Data for review Start Marker

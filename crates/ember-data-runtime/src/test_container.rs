#[cfg(test)]
mod tests {
    use std::any::Any;
    use std::sync::Arc;

    use crate::container::{
        determine_load_buffer_size, load_container, load_dependencies, load_metadata,
        plan_batches, save_container, ContainerError, CookMetadata, ExportEntry,
        FileLoadingContext, PayloadReader, PayloadWriter, SaveContext, SaveObject,
        SourceDependency,
    };
    use crate::test_resource::{register_test_types, TestAsset, TEST_ASSET_TYPE};
    use crate::vfs::MemoryFile;
    use crate::{Resource, ResourceKey, ResourcePath, ResourceType, TypeRegistry};

    fn types() -> Arc<TypeRegistry> {
        let types = Arc::new(TypeRegistry::new());
        register_test_types(&types);
        types
    }

    fn key(path: &str) -> ResourceKey {
        ResourceKey::new(ResourcePath::new(path), ResourceType::new(TEST_ASSET_TYPE))
    }

    fn protected() -> SaveContext {
        SaveContext {
            protected_layout: true,
        }
    }

    #[tokio::test]
    async fn round_trip_with_references() {
        let mut asset = TestAsset::with_blob("payload", vec![7_u8; 512]);
        asset.eager_references.push(key("textures/child.test"));
        asset.lazy_references.push(key("textures/lazy.test"));

        let bytes = save_container(
            &protected(),
            &[SaveObject {
                object: &asset,
                parent: None,
            }],
        )
        .unwrap();

        let file = MemoryFile::from_bytes(bytes);
        let mut result = load_container(
            &file,
            &types(),
            None,
            &FileLoadingContext {
                load_imports: false,
                ..FileLoadingContext::default()
            },
        )
        .await
        .unwrap();

        let root = result.take_root().unwrap();
        let loaded = root.downcast_ref::<TestAsset>().unwrap();
        assert_eq!(loaded.content, "payload");
        assert_eq!(loaded.blob, vec![7_u8; 512]);
        assert_eq!(loaded.eager_references, vec![key("textures/child.test")]);
        assert_eq!(loaded.lazy_references, vec![key("textures/lazy.test")]);
        assert!(loaded.post_loaded);
    }

    #[tokio::test]
    async fn dependency_listing_reads_no_payload() {
        let mut asset = TestAsset::with_content("x");
        asset.eager_references.push(key("a.test"));
        asset.lazy_references.push(key("b.test"));

        let bytes = save_container(
            &protected(),
            &[SaveObject {
                object: &asset,
                parent: None,
            }],
        )
        .unwrap();

        let file = MemoryFile::from_bytes(bytes);
        let dependencies = load_dependencies(&file, &types()).await.unwrap();
        assert_eq!(dependencies.len(), 2);
        assert!(dependencies
            .iter()
            .any(|dep| dep.key == key("a.test") && dep.eager));
        assert!(dependencies
            .iter()
            .any(|dep| dep.key == key("b.test") && !dep.eager));
    }

    #[tokio::test]
    async fn metadata_only_load_constructs_a_single_export() {
        let root = TestAsset::with_blob("root", vec![1_u8; 64]);
        let metadata = CookMetadata {
            cooker_class: "TestCooker".to_owned(),
            cooker_version: 3,
            source_dependencies: vec![SourceDependency {
                path: "textures/a.png".to_owned(),
                timestamp: 42,
                size: 16,
            }],
        };

        let bytes = save_container(
            &protected(),
            &[
                SaveObject {
                    object: &root,
                    parent: None,
                },
                SaveObject {
                    object: &metadata,
                    parent: Some(0),
                },
            ],
        )
        .unwrap();

        let file = MemoryFile::from_bytes(bytes);
        let loaded = load_metadata(&file, &types()).await.unwrap().unwrap();
        assert_eq!(loaded, metadata);
    }

    #[tokio::test]
    async fn crc_mismatch_aborts_the_whole_load() {
        let asset = TestAsset::with_blob("content", vec![3_u8; 256]);
        let mut bytes = save_container(
            &protected(),
            &[SaveObject {
                object: &asset,
                parent: None,
            }],
        )
        .unwrap();

        // flip one byte inside the payload region
        let last = bytes.len() - 10;
        bytes[last] ^= 0x01;

        let file = MemoryFile::from_bytes(bytes);
        let result = load_container(&file, &types(), None, &FileLoadingContext::default()).await;
        assert!(matches!(
            result,
            Err(ContainerError::ChecksumMismatch { .. })
        ));
    }

    #[tokio::test]
    async fn unprotected_layout_skips_crc() {
        let asset = TestAsset::with_content("content");
        let bytes = save_container(
            &SaveContext {
                protected_layout: false,
            },
            &[SaveObject {
                object: &asset,
                parent: None,
            }],
        )
        .unwrap();

        let file = MemoryFile::from_bytes(bytes);
        let mut result = load_container(&file, &types(), None, &FileLoadingContext::default())
            .await
            .unwrap();
        assert!(result.take_root().is_some());
    }

    /// An asset type that exists only on the writing side, standing in for
    /// a type that was removed from the registry after the container was
    /// written.
    struct GhostAsset;

    impl Resource for GhostAsset {
        fn type_name(&self) -> &str {
            "GhostType"
        }
        fn write_binary(&self, writer: &mut PayloadWriter<'_>) -> Result<(), ContainerError> {
            writer.write_str("ghost");
            Ok(())
        }
        fn read_binary(&mut self, _reader: &mut PayloadReader<'_>) -> Result<(), ContainerError> {
            Ok(())
        }
        fn as_any(&self) -> &dyn Any {
            self
        }
        fn as_any_mut(&mut self) -> &mut dyn Any {
            self
        }
    }

    #[tokio::test]
    async fn unknown_export_type_degrades_without_failing_the_load() {
        let root = TestAsset::with_content("root");
        let ghost = GhostAsset;
        let orphan = TestAsset::with_content("orphan of the ghost");

        let bytes = save_container(
            &protected(),
            &[
                SaveObject {
                    object: &root,
                    parent: None,
                },
                SaveObject {
                    object: &ghost,
                    parent: Some(0),
                },
                // parented to the ghost, so it must be skipped too
                SaveObject {
                    object: &orphan,
                    parent: Some(1),
                },
            ],
        )
        .unwrap();

        let file = MemoryFile::from_bytes(bytes);
        let mut result = load_container(&file, &types(), None, &FileLoadingContext::default())
            .await
            .unwrap();

        assert!(result.objects[1].is_none());
        assert!(result.objects[2].is_none());
        let root = result.take_root().unwrap();
        assert_eq!(root.downcast_ref::<TestAsset>().unwrap().content, "root");
    }

    fn synthetic_export(offset: u64, size: u32) -> ExportEntry {
        ExportEntry {
            type_index: 1,
            parent_index: 0,
            data_offset: offset,
            data_size: size,
            crc: 0,
        }
    }

    #[test]
    fn batch_buffer_fits_the_largest_selected_object() {
        const BLOCK: u64 = 4096;
        const DEFAULT_CEILING: u64 = 8 << 20;

        let base = 65_536_u64;
        let exports = [
            synthetic_export(base, 100),
            synthetic_export(base + 100, 5_000_000),
            synthetic_export(base + 100 + 5_000_000, 200),
        ];
        let constructed = [true, true, true];
        let objects_end = base + 100 + 5_000_000 + 200;

        // payload region fits under the ceiling, whole-file mode wins
        let whole = determine_load_buffer_size(objects_end, &exports, &constructed, true);
        assert_eq!(whole, objects_end);

        // selective mode must still fit the largest object plus one block
        let size = determine_load_buffer_size(objects_end, &exports, &constructed, false);
        assert!(size >= 5_000_000 + BLOCK);
        assert_eq!(size, DEFAULT_CEILING);

        for batch in plan_batches(&exports, &constructed, size) {
            assert!(batch.end_offset - batch.start_offset <= size);
        }
    }

    #[test]
    fn oversized_objects_grow_the_buffer_past_the_ceiling() {
        let exports = [
            synthetic_export(4096, 100),
            synthetic_export(4196, 9_000_000),
            synthetic_export(9_004_196, 200),
        ];
        let constructed = [true, true, true];
        let objects_end = 9_004_396;

        let size = determine_load_buffer_size(objects_end, &exports, &constructed, true);
        assert_eq!(size, 9_000_000 + 4096);

        let batches = plan_batches(&exports, &constructed, size);
        for batch in &batches {
            assert!(batch.end_offset - batch.start_offset <= size);
        }
        // every selected object lands in exactly one batch
        let covered: usize = batches.iter().map(|batch| batch.end - batch.first).sum();
        assert!(covered >= exports.len());
    }

    #[test]
    fn skipped_objects_split_batches_but_are_never_read() {
        let exports = [
            synthetic_export(4096, 100),
            synthetic_export(4196, 100),
            synthetic_export(4296, 100),
        ];
        let constructed = [true, false, true];

        let batches = plan_batches(&exports, &constructed, 8 << 20);
        assert_eq!(batches.len(), 1);
        assert_eq!(batches[0].first, 0);
        assert_eq!(batches[0].end, 3);
    }

    #[tokio::test]
    async fn truncated_container_is_structural_failure() {
        let asset = TestAsset::with_content("content");
        let bytes = save_container(
            &protected(),
            &[SaveObject {
                object: &asset,
                parent: None,
            }],
        )
        .unwrap();

        let file = MemoryFile::from_bytes(bytes[..bytes.len() / 2].to_vec());
        let result = load_container(&file, &types(), None, &FileLoadingContext::default()).await;
        assert!(result.is_err());
    }
}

Data for review End Marker

Task statement –
Search the records above for the string "TypeRegistry". Report each line that has it.

Written answer –
    use crate::{Resource, ResourceKey, ResourcePath, ResourceType, TypeRegistry};
    fn types() -> Arc<TypeRegistry> {
        let types = Arc::new(TypeRegistry::new());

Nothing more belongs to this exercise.